* Saved data entries:
□ □ □ □
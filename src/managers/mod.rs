// Profile data managers
// Managers read one kind of profile data each: session snapshots, bookmarks, history.

pub mod bookmark_manager;
pub mod history_manager;
pub mod session_manager;
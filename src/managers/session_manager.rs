//! Session Manager for profile recovery.
//!
//! Finds the session snapshot files of a profile, decodes each one
//! independently, and hands the results to the aggregator.

use std::fs;
use std::path::{Path, PathBuf};

use crate::snapshot::{self, aggregate, AggregatedRecovery, SnapshotCandidate};

/// Snapshot files written directly in the profile folder by older builds.
pub const LEGACY_SNAPSHOT_FILES: [(&str, SnapshotKind); 4] = [
    ("Current Session", SnapshotKind::Session),
    ("Last Session", SnapshotKind::Session),
    ("Current Tabs", SnapshotKind::Tabs),
    ("Last Tabs", SnapshotKind::Tabs),
];

/// Folder newer builds keep `Session_<n>` and `Tabs_<n>` files in.
pub const SESSIONS_DIR: &str = "Sessions";

/// What a snapshot file records.
#[derive(Debug, Clone, Copy, PartialEq, Eq)]
pub enum SnapshotKind {
    /// Open windows and tabs.
    Session,
    /// Recently closed tabs.
    Tabs,
}

/// A snapshot file found in a profile.
#[derive(Debug, Clone, PartialEq, Eq)]
pub struct SnapshotLocation {
    pub label: String,
    pub path: PathBuf,
    pub kind: SnapshotKind,
}

/// Trait defining session snapshot operations over a profile.
pub trait SessionManagerTrait {
    fn discover(&self) -> Vec<SnapshotLocation>;
    fn decode(&self, locations: &[SnapshotLocation], kind: SnapshotKind) -> Vec<SnapshotCandidate>;
    fn recover_tabs(&self) -> AggregatedRecovery;
    fn has_snapshots(&self) -> bool;
}

/// Session manager rooted at one profile folder.
pub struct SessionManager {
    profile_dir: PathBuf,
}

impl SessionManager {
    pub fn new<P: AsRef<Path>>(profile_dir: P) -> Self {
        Self {
            profile_dir: profile_dir.as_ref().to_path_buf(),
        }
    }

    pub fn profile_dir(&self) -> &Path {
        &self.profile_dir
    }

    /// Lists `Sessions/Session_*` and `Sessions/Tabs_*`, newest name first.
    fn discover_sessions_dir(&self) -> Vec<SnapshotLocation> {
        let dir = self.profile_dir.join(SESSIONS_DIR);
        let entries = match fs::read_dir(&dir) {
            Ok(entries) => entries,
            Err(_) => return Vec::new(),
        };

        let mut found: Vec<SnapshotLocation> = entries
            .filter_map(|entry| entry.ok())
            .filter(|entry| entry.path().is_file())
            .filter_map(|entry| {
                let name = entry.file_name().to_string_lossy().into_owned();
                let kind = if name.starts_with("Session_") {
                    SnapshotKind::Session
                } else if name.starts_with("Tabs_") {
                    SnapshotKind::Tabs
                } else {
                    return None;
                };
                Some(SnapshotLocation {
                    label: format!("{}/{}", SESSIONS_DIR, name),
                    path: entry.path(),
                    kind,
                })
            })
            .collect();

        found.sort_by(|a, b| b.label.cmp(&a.label));
        found
    }
}

impl SessionManagerTrait for SessionManager {
    /// Returns every snapshot file present in the profile.
    fn discover(&self) -> Vec<SnapshotLocation> {
        let mut found: Vec<SnapshotLocation> = LEGACY_SNAPSHOT_FILES
            .iter()
            .map(|(name, kind)| SnapshotLocation {
                label: name.to_string(),
                path: self.profile_dir.join(name),
                kind: *kind,
            })
            .filter(|loc| loc.path.is_file())
            .collect();
        found.extend(self.discover_sessions_dir());
        found
    }

    /// Decodes every file of `kind` in `locations`; failures are kept as candidates.
    fn decode(&self, locations: &[SnapshotLocation], kind: SnapshotKind) -> Vec<SnapshotCandidate> {
        locations
            .iter()
            .filter(|loc| loc.kind == kind)
            .map(|loc| {
                let modified = fs::metadata(&loc.path).and_then(|m| m.modified()).ok();
                let outcome = snapshot::decode_snapshot_file(&loc.path).map(|mut decoded| {
                    decoded.session.source = Some(loc.label.clone());
                    decoded
                });
                SnapshotCandidate::new(loc.label.clone(), outcome).with_modified(modified)
            })
            .collect()
    }

    /// Recovers open tabs, falling back to the closed-tabs files only when
    /// no session file has any window. The profile is scanned once.
    fn recover_tabs(&self) -> AggregatedRecovery {
        let locations = self.discover();
        let mut recovery = aggregate(self.decode(&locations, SnapshotKind::Session));
        if recovery.chosen.is_some() {
            return recovery;
        }

        let fallback = aggregate(self.decode(&locations, SnapshotKind::Tabs));
        recovery.failures.extend(fallback.failures);
        recovery.examined += fallback.examined;
        if fallback.chosen.is_some() {
            recovery.session = fallback.session;
            recovery.anomalies = fallback.anomalies;
            recovery.chosen = fallback.chosen;
        }
        recovery
    }

    fn has_snapshots(&self) -> bool {
        !self.discover().is_empty()
    }
}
□ □ □ □
Tally the lines of the data that contain the string "modified", and report nothing but the tally.

* Answer to the exercise: 2